**Goal of the exercise**:
Return only the lines from the top of the material through the line marked by "reporting granularity; the", unaltered.

**Records to process**:
↓

use std::{future::Future, time::Duration};

use tokio::{
    task::JoinHandle,
    time::{Instant, sleep_until},
};

/// Countdown owned by the round it belongs to.
///
/// Wakes once per `period` until `duration_secs` have elapsed, reporting the
/// whole seconds left each time that value changes, then runs the expiry
/// callback exactly once. The period only sets the reporting granularity; the
/// round always lasts `duration_secs`. Dropping the timer cancels it.
#[derive(Debug)]
pub struct RoundTimer {
    handle: Option<JoinHandle<()>>,
}

impl RoundTimer {
    /// Spawn the countdown on the current Tokio runtime.
    pub fn start<T, TF, E, EF>(
        duration_secs: u32,
        period: Duration,
        mut on_tick: T,
        on_expire: E,
    ) -> Self
    where
        T: FnMut(u32) -> TF + Send + 'static,
        TF: Future<Output = ()> + Send + 'static,
        E: FnOnce() -> EF + Send + 'static,
        EF: Future<Output = ()> + Send + 'static,
    {
        let period = period.max(Duration::from_millis(1));
        let started = Instant::now();
        let handle = tokio::spawn(async move {
            let total = Duration::from_secs(u64::from(duration_secs));
            let mut elapsed = Duration::ZERO;
            let mut reported = duration_secs;
            while elapsed < total {
                elapsed = (elapsed + period).min(total);
                sleep_until(started + elapsed).await;
                let remaining = whole_seconds_left(total - elapsed);
                if remaining != reported {
                    reported = remaining;
                    on_tick(remaining).await;
                }
            }
            on_expire().await;
        });

        Self {
            handle: Some(handle),
        }
    }

    /// Stop the countdown. Safe to call any number of times; returns whether a task was stopped.
    pub fn cancel(&mut self) -> bool {
        match self.handle.take() {
            Some(handle) => {
                handle.abort();
                true
            }
            None => false,
        }
    }

    /// Release the task without aborting it, used once the expiry callback is already running.
    pub fn disarm(&mut self) {
        self.handle.take();
    }

    /// Whether the countdown task is still alive.
    pub fn is_running(&self) -> bool {
        self.handle
            .as_ref()
            .is_some_and(|handle| !handle.is_finished())
    }
}

/// Seconds shown to clients: a partially elapsed second still counts.
fn whole_seconds_left(remaining: Duration) -> u32 {
    u32::try_from(remaining.as_millis().div_ceil(1000)).unwrap_or(u32::MAX)
}

impl Drop for RoundTimer {
    fn drop(&mut self) {
        self.cancel();
    }
}

#[cfg(test)]
mod tests {
    use std::sync::{
        Arc,
        atomic::{AtomicUsize, Ordering},
    };

    use tokio::sync::mpsc;

    use super::*;

    const PERIOD: Duration = Duration::from_secs(1);

    fn counting_timer(
        duration_secs: u32,
    ) -> (RoundTimer, mpsc::UnboundedReceiver<u32>, Arc<AtomicUsize>) {
        counting_timer_every(duration_secs, PERIOD)
    }

    fn counting_timer_every(
        duration_secs: u32,
        period: Duration,
    ) -> (RoundTimer, mpsc::UnboundedReceiver<u32>, Arc<AtomicUsize>) {
        let (tick_tx, tick_rx) = mpsc::unbounded_channel();
        let expired = Arc::new(AtomicUsize::new(0));
        let expired_clone = expired.clone();
        let timer = RoundTimer::start(
            duration_secs,
            period,
            move |remaining| {
                let tx = tick_tx.clone();
                async move {
                    let _ = tx.send(remaining);
                }
            },
            move || async move {
                expired_clone.fetch_add(1, Ordering::SeqCst);
            },
        );
        (timer, tick_rx, expired)
    }

    #[tokio::test(start_paused = true)]
    async fn counts_down_then_expires_once() {
        let (timer, mut ticks, expired) = counting_timer(3);

        tokio::time::sleep(Duration::from_millis(3_500)).await;

        let mut seen = Vec::new();
        while let Ok(remaining) = ticks.try_recv() {
            seen.push(remaining);
        }
        assert_eq!(seen, vec![2, 1, 0]);
        assert_eq!(expired.load(Ordering::SeqCst), 1);
        assert!(!timer.is_running());
    }

    #[tokio::test(start_paused = true)]
    async fn finer_period_keeps_the_round_length() {
        let (_timer, mut ticks, expired) = counting_timer_every(3, Duration::from_millis(250));

        tokio::time::sleep(Duration::from_millis(2_900)).await;
        assert_eq!(expired.load(Ordering::SeqCst), 0);

        tokio::time::sleep(Duration::from_millis(200)).await;
        let mut seen = Vec::new();
        while let Ok(remaining) = ticks.try_recv() {
            seen.push(remaining);
        }
        assert_eq!(seen, vec![2, 1, 0]);
        assert_eq!(expired.load(Ordering::SeqCst), 1);
    }

    #[tokio::test(start_paused = true)]
    async fn coarser_period_still_expires_on_time() {
        let (_timer, mut ticks, expired) = counting_timer_every(3, Duration::from_secs(2));

        tokio::time::sleep(Duration::from_millis(3_100)).await;
        let mut seen = Vec::new();
        while let Ok(remaining) = ticks.try_recv() {
            seen.push(remaining);
        }
        assert_eq!(seen, vec![1, 0]);
        assert_eq!(expired.load(Ordering::SeqCst), 1);
    }

    #[tokio::test(start_paused = true)]
    async fn cancel_stops_ticks_and_expiry() {
        let (mut timer, mut ticks, expired) = counting_timer(5);

        tokio::time::sleep(Duration::from_millis(1_500)).await;
        assert!(timer.cancel());
        tokio::time::sleep(Duration::from_secs(10)).await;

        assert_eq!(ticks.try_recv(), Ok(4));
        assert!(ticks.try_recv().is_err());
        assert_eq!(expired.load(Ordering::SeqCst), 0);
    }

    #[tokio::test(start_paused = true)]
    async fn cancel_is_idempotent() {
        let (mut timer, _ticks, expired) = counting_timer(2);
        assert!(timer.cancel());
        assert!(!timer.cancel());
        assert!(!timer.cancel());
        tokio::time::sleep(Duration::from_secs(5)).await;
        assert_eq!(expired.load(Ordering::SeqCst), 0);
    }

    #[tokio::test(start_paused = true)]
    async fn dropping_the_timer_cancels_it() {
        let (timer, _ticks, expired) = counting_timer(1);
        drop(timer);
        tokio::time::sleep(Duration::from_secs(5)).await;
        assert_eq!(expired.load(Ordering::SeqCst), 0);
    }
}
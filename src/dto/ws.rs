use serde::{Deserialize, Serialize};
use utoipa::ToSchema;

use crate::{
    dto::game::{
        AnswerReceipt, FinalStandings, GameStateSnapshot, JoinSuccess, PlayerAnswered,
        PlayerQuestion, PlayerSummary, QuestionDto, QuestionResults, QuizCompleted, QuizStarted,
        RandomQuizRequest,
    },
    state::game::{QuestionId, QuizId},
};

/// Messages accepted from WebSocket clients, framed as `{"event": ..., "data": ...}`.
#[derive(Debug, Deserialize, ToSchema)]
#[serde(tag = "event", content = "data", rename_all = "snake_case")]
pub enum ClientMessage {
    /// Register the connection as a player under the given display name.
    PlayerJoin(String),
    StartGame,
    StartQuiz { quiz_id: QuizId },
    StartRandomQuiz(RandomQuizRequest),
    ShowQuestion(ShowQuestionRequest),
    ShowNextQuizQuestion,
    /// Choice letter as typed by the client; validated server-side.
    SubmitAnswer { choice: String },
    EndQuestion,
    EndGame,
    GetGameState,
}

impl ClientMessage {
    /// Parse a raw text frame.
    pub fn from_json_str(raw: &str) -> serde_json::Result<Self> {
        serde_json::from_str(raw)
    }

    /// Event name, for logging.
    pub fn name(&self) -> &'static str {
        match self {
            Self::PlayerJoin(_) => "player_join",
            Self::StartGame => "start_game",
            Self::StartQuiz { .. } => "start_quiz",
            Self::StartRandomQuiz(_) => "start_random_quiz",
            Self::ShowQuestion(_) => "show_question",
            Self::ShowNextQuizQuestion => "show_next_quiz_question",
            Self::SubmitAnswer { .. } => "submit_answer",
            Self::EndQuestion => "end_question",
            Self::EndGame => "end_game",
            Self::GetGameState => "get_game_state",
        }
    }

    /// Whether the command drives the game and is therefore reserved to admin connections.
    pub fn requires_admin(&self) -> bool {
        matches!(
            self,
            Self::StartGame
                | Self::StartQuiz { .. }
                | Self::StartRandomQuiz(_)
                | Self::ShowQuestion(_)
                | Self::ShowNextQuizQuestion
                | Self::EndQuestion
                | Self::EndGame
        )
    }

    /// Whether the command only makes sense on a player connection.
    pub fn requires_player(&self) -> bool {
        matches!(self, Self::PlayerJoin(_) | Self::SubmitAnswer { .. })
    }
}

/// Question supplied with `show_question`: either inline or looked up in the question bank.
#[derive(Debug, Deserialize, ToSchema)]
#[serde(untagged)]
pub enum ShowQuestionRequest {
    ById { question_id: QuestionId },
    Full(Box<QuestionDto>),
}

/// Notifications pushed to WebSocket clients and the spectator stream.
#[derive(Debug, Clone, Serialize, ToSchema)]
#[serde(tag = "event", content = "data", rename_all = "snake_case")]
pub enum ServerMessage {
    JoinSuccess(JoinSuccess),
    JoinError(String),
    PlayersUpdated(Vec<PlayerSummary>),
    GameStarted,
    QuizStarted(QuizStarted),
    QuizCompleted(QuizCompleted),
    GameEnded(FinalStandings),
    QuestionShown(PlayerQuestion),
    /// Seconds left on the countdown.
    TimerUpdate(u32),
    AnswerSubmitted(AnswerReceipt),
    PlayerAnswered(PlayerAnswered),
    QuestionResults(QuestionResults),
    ScoresUpdated(Vec<PlayerSummary>),
    GameState(GameStateSnapshot),
    Error(String),
}

impl ServerMessage {
    /// Wire name of the event, also used as the SSE event name.
    pub fn event_name(&self) -> &'static str {
        match self {
            Self::JoinSuccess(_) => "join_success",
            Self::JoinError(_) => "join_error",
            Self::PlayersUpdated(_) => "players_updated",
            Self::GameStarted => "game_started",
            Self::QuizStarted(_) => "quiz_started",
            Self::QuizCompleted(_) => "quiz_completed",
            Self::GameEnded(_) => "game_ended",
            Self::QuestionShown(_) => "question_shown",
            Self::TimerUpdate(_) => "timer_update",
            Self::AnswerSubmitted(_) => "answer_submitted",
            Self::PlayerAnswered(_) => "player_answered",
            Self::QuestionResults(_) => "question_results",
            Self::ScoresUpdated(_) => "scores_updated",
            Self::GameState(_) => "game_state",
            Self::Error(_) => "error",
        }
    }
}

#[cfg(test)]
mod tests {
    use super::*;

    #[test]
    fn parses_unit_and_payload_commands() {
        assert!(matches!(
            ClientMessage::from_json_str(r#"{"event":"start_game"}"#).unwrap(),
            ClientMessage::StartGame
        ));
        match ClientMessage::from_json_str(r#"{"event":"player_join","data":"Alice"}"#).unwrap() {
            ClientMessage::PlayerJoin(name) => assert_eq!(name, "Alice"),
            other => panic!("unexpected message {other:?}"),
        }
        match ClientMessage::from_json_str(r#"{"event":"start_quiz","data":{"quiz_id":4}}"#)
            .unwrap()
        {
            ClientMessage::StartQuiz { quiz_id } => assert_eq!(quiz_id, 4),
            other => panic!("unexpected message {other:?}"),
        }
    }

    #[test]
    fn show_question_accepts_id_or_full_record() {
        let by_id = ClientMessage::from_json_str(
            r#"{"event":"show_question","data":{"question_id":12}}"#,
        )
        .unwrap();
        assert!(matches!(
            by_id,
            ClientMessage::ShowQuestion(ShowQuestionRequest::ById { question_id: 12 })
        ));

        let full = ClientMessage::from_json_str(
            r#"{"event":"show_question","data":{"id":3,"prompt":"?","options":{"A":"1","B":"2","C":"3","D":"4"},"correct_answer":"C"}}"#,
        )
        .unwrap();
        match full {
            ClientMessage::ShowQuestion(ShowQuestionRequest::Full(question)) => {
                assert_eq!(question.id, 3)
            }
            other => panic!("unexpected message {other:?}"),
        }
    }

    #[test]
    fn unknown_event_is_rejected() {
        assert!(ClientMessage::from_json_str(r#"{"event":"cheat"}"#).is_err());
    }

    #[test]
    fn server_messages_use_event_envelope() {
        let value = serde_json::to_value(ServerMessage::TimerUpdate(7)).unwrap();
        assert_eq!(value["event"], "timer_update");
        assert_eq!(value["data"], 7);

        let value = serde_json::to_value(ServerMessage::GameStarted).unwrap();
        assert_eq!(value["event"], "game_started");
        assert_eq!(
            ServerMessage::GameStarted.event_name(),
            value["event"].as_str().unwrap()
        );
    }

    #[test]
    fn admin_and_player_commands_are_classified() {
        assert!(ClientMessage::EndQuestion.requires_admin());
        assert!(!ClientMessage::GetGameState.requires_admin());
        assert!(!ClientMessage::GetGameState.requires_player());
        assert!(
            ClientMessage::SubmitAnswer {
                choice: "A".into()
            }
            .requires_player()
        );
    }
}
use serde::{Deserialize, Serialize};
use utoipa::ToSchema;
use uuid::Uuid;
use validator::Validate;

use crate::state::{
    game::{AnswerOptions, Choice, Media, MediaKind, Player, Question, QuestionId, QuizId},
    scoring::{PlayerOutcome, RoundResult},
    state_machine::QuizPosition,
};

/// Answer texts keyed by their letter.
#[derive(Debug, Clone, Serialize, Deserialize, ToSchema, Validate)]
pub struct AnswerOptionsDto {
    #[serde(rename = "A")]
    #[validate(length(min = 1, max = 200))]
    pub a: String,
    #[serde(rename = "B")]
    #[validate(length(min = 1, max = 200))]
    pub b: String,
    #[serde(rename = "C")]
    #[validate(length(min = 1, max = 200))]
    pub c: String,
    #[serde(rename = "D")]
    #[validate(length(min = 1, max = 200))]
    pub d: String,
}

/// Media attachment as exchanged with clients.
#[derive(Debug, Clone, Serialize, Deserialize, ToSchema, Validate)]
pub struct MediaDto {
    #[validate(url)]
    pub url: String,
    pub kind: MediaKind,
}

/// Full question form, correct answer included.
///
/// Accepted from admins in `show_question` and sent back to admins only.
#[derive(Debug, Clone, Serialize, Deserialize, ToSchema, Validate)]
pub struct QuestionDto {
    pub id: QuestionId,
    #[serde(alias = "question")]
    #[validate(length(min = 1, max = 500))]
    pub prompt: String,
    #[validate(nested)]
    pub options: AnswerOptionsDto,
    pub correct_answer: Choice,
    /// Unset or non-positive values fall back to the configured default.
    #[serde(default, alias = "time_limit")]
    #[validate(range(max = 600))]
    pub time_limit_seconds: Option<i64>,
    #[serde(default)]
    #[validate(nested)]
    pub media: Option<MediaDto>,
    #[serde(default)]
    pub category: Option<String>,
    #[serde(default)]
    pub difficulty: Option<String>,
}

/// Player-safe projection of the live question; never carries the correct answer.
#[derive(Debug, Clone, Serialize, ToSchema)]
pub struct PlayerQuestion {
    pub id: QuestionId,
    pub prompt: String,
    pub options: AnswerOptionsDto,
    /// Effective countdown for this round.
    pub time_limit_seconds: u32,
    pub media: Option<MediaDto>,
    pub category: Option<String>,
    pub difficulty: Option<String>,
    /// 1-based position in quiz mode.
    #[serde(skip_serializing_if = "Option::is_none")]
    pub question_number: Option<usize>,
    #[serde(skip_serializing_if = "Option::is_none")]
    pub total_questions: Option<usize>,
}

impl PlayerQuestion {
    /// Strip the correct answer from `question` for broadcast to players.
    pub fn project(question: &Question, time_limit_seconds: u32, position: Option<QuizPosition>) -> Self {
        Self {
            id: question.id,
            prompt: question.prompt.clone(),
            options: (&question.options).into(),
            time_limit_seconds,
            media: question.media.as_ref().map(Into::into),
            category: question.category.clone(),
            difficulty: question.difficulty.clone(),
            question_number: position.map(|p| p.number),
            total_questions: position.map(|p| p.total),
        }
    }
}

/// Question attached to a `game_state` snapshot, shaped for the receiving connection class.
#[derive(Debug, Clone, Serialize, ToSchema)]
#[serde(untagged)]
pub enum QuestionView {
    Full(QuestionDto),
    PlayerSafe(PlayerQuestion),
}

#[derive(Clone, Debug, Serialize, ToSchema)]
/// Public projection of a registered player.
pub struct PlayerSummary {
    pub id: Uuid,
    pub name: String,
    pub score: u32,
}

/// Sent to a connection once its `player_join` succeeded.
#[derive(Debug, Clone, Serialize, ToSchema)]
pub struct JoinSuccess {
    pub player_id: Uuid,
    pub player_name: String,
}

/// Payload of `start_random_quiz`.
#[derive(Debug, Clone, Deserialize, ToSchema, Validate)]
pub struct RandomQuizRequest {
    #[validate(range(min = 1, max = 50))]
    pub count: usize,
}

/// Broadcast when a quiz-mode game starts.
#[derive(Debug, Clone, Serialize, ToSchema)]
pub struct QuizStarted {
    pub quiz_id: Option<QuizId>,
    pub name: String,
    pub total_questions: usize,
}

/// Stored quiz as listed to admins before starting it; answers are never included.
#[derive(Debug, Clone, Serialize, ToSchema)]
pub struct QuizOverview {
    pub quiz_id: QuizId,
    pub name: String,
    pub total_questions: usize,
}

/// Broadcast when the last quiz round has been closed.
#[derive(Debug, Clone, Serialize, ToSchema)]
pub struct QuizCompleted {
    pub quiz_id: Option<QuizId>,
    pub name: String,
    pub total_questions: usize,
}

/// Final standings broadcast by `game_ended`.
#[derive(Debug, Clone, Serialize, ToSchema)]
pub struct FinalStandings {
    /// Players sorted by score, best first; ties keep join order.
    pub final_scores: Vec<PlayerSummary>,
    pub winner: Option<PlayerSummary>,
}

/// Receipt sent to the submitting player only.
#[derive(Debug, Clone, Serialize, ToSchema)]
pub struct AnswerReceipt {
    pub question_id: QuestionId,
    pub choice: Choice,
}

/// Live feedback for admins whenever a player answers.
#[derive(Debug, Clone, Serialize, ToSchema)]
pub struct PlayerAnswered {
    pub player_id: Uuid,
    pub player_name: String,
    pub choice: Choice,
    pub response_time_ms: u64,
}

/// Outcome of one submission in `question_results`.
#[derive(Debug, Clone, Serialize, ToSchema)]
pub struct PlayerResult {
    pub player_id: Uuid,
    pub player_name: String,
    pub choice: Choice,
    pub is_correct: bool,
    pub response_time_ms: u64,
    pub points_earned: u32,
}

/// Scored round broadcast when a question closes.
#[derive(Debug, Clone, Serialize, ToSchema)]
pub struct QuestionResults {
    pub question_id: QuestionId,
    pub correct_answer: Choice,
    pub answers: Vec<PlayerResult>,
    pub correct_count: usize,
    pub total_answered: usize,
}

/// Coarse phase reported in snapshots.
#[derive(Debug, Clone, Copy, PartialEq, Eq, Serialize, ToSchema)]
#[serde(rename_all = "snake_case")]
pub enum PhaseKind {
    Idle,
    Active,
    QuestionLive,
}

/// Progress through the quiz driving the current game.
#[derive(Debug, Clone, Serialize, ToSchema)]
pub struct QuizProgress {
    pub quiz_id: Option<QuizId>,
    pub name: String,
    /// Index of the next question to show (equals the number already shown).
    pub next_index: usize,
    pub total_questions: usize,
}

/// Full replayable view of the session.
#[derive(Debug, Clone, Serialize, ToSchema)]
pub struct GameStateSnapshot {
    pub is_active: bool,
    pub phase: PhaseKind,
    pub current_question: Option<QuestionView>,
    pub seconds_remaining: u32,
    pub players: Vec<PlayerSummary>,
    pub quiz: Option<QuizProgress>,
}

impl From<&AnswerOptions> for AnswerOptionsDto {
    fn from(value: &AnswerOptions) -> Self {
        Self {
            a: value.a.clone(),
            b: value.b.clone(),
            c: value.c.clone(),
            d: value.d.clone(),
        }
    }
}

impl From<&Media> for MediaDto {
    fn from(value: &Media) -> Self {
        Self {
            url: value.url.clone(),
            kind: value.kind,
        }
    }
}

impl From<&Question> for QuestionDto {
    fn from(value: &Question) -> Self {
        Self {
            id: value.id,
            prompt: value.prompt.clone(),
            options: (&value.options).into(),
            correct_answer: value.correct_answer,
            time_limit_seconds: value.time_limit_seconds,
            media: value.media.as_ref().map(Into::into),
            category: value.category.clone(),
            difficulty: value.difficulty.clone(),
        }
    }
}

impl From<QuestionDto> for Question {
    fn from(value: QuestionDto) -> Self {
        Self {
            id: value.id,
            prompt: value.prompt.trim().to_string(),
            options: AnswerOptions {
                a: value.options.a,
                b: value.options.b,
                c: value.options.c,
                d: value.options.d,
            },
            correct_answer: value.correct_answer,
            time_limit_seconds: value.time_limit_seconds,
            media: value.media.map(|media| Media {
                url: media.url,
                kind: media.kind,
            }),
            category: value.category,
            difficulty: value.difficulty,
        }
    }
}

impl From<&Player> for PlayerSummary {
    fn from(value: &Player) -> Self {
        Self {
            id: value.id,
            name: value.display_name.clone(),
            score: value.score,
        }
    }
}

impl From<PlayerOutcome> for PlayerResult {
    fn from(value: PlayerOutcome) -> Self {
        Self {
            player_id: value.player_id,
            player_name: value.player_name,
            choice: value.choice,
            is_correct: value.is_correct,
            response_time_ms: value.response_time_ms,
            points_earned: value.points_earned,
        }
    }
}

impl From<RoundResult> for QuestionResults {
    fn from(value: RoundResult) -> Self {
        Self {
            question_id: value.question_id,
            correct_answer: value.correct_answer,
            answers: value.per_player.into_iter().map(Into::into).collect(),
            correct_count: value.correct_count,
            total_answered: value.total_answered,
        }
    }
}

↑

**Output for this exercise**:
use std::{future::Future, time::Duration};

use tokio::{
    task::JoinHandle,
    time::{Instant, sleep_until},
};

/// Countdown owned by the round it belongs to.
///
/// Wakes once per `period` until `duration_secs` have elapsed, reporting the
/// whole seconds left each time that value changes, then runs the expiry
/// callback exactly once. The period only sets the reporting granularity; the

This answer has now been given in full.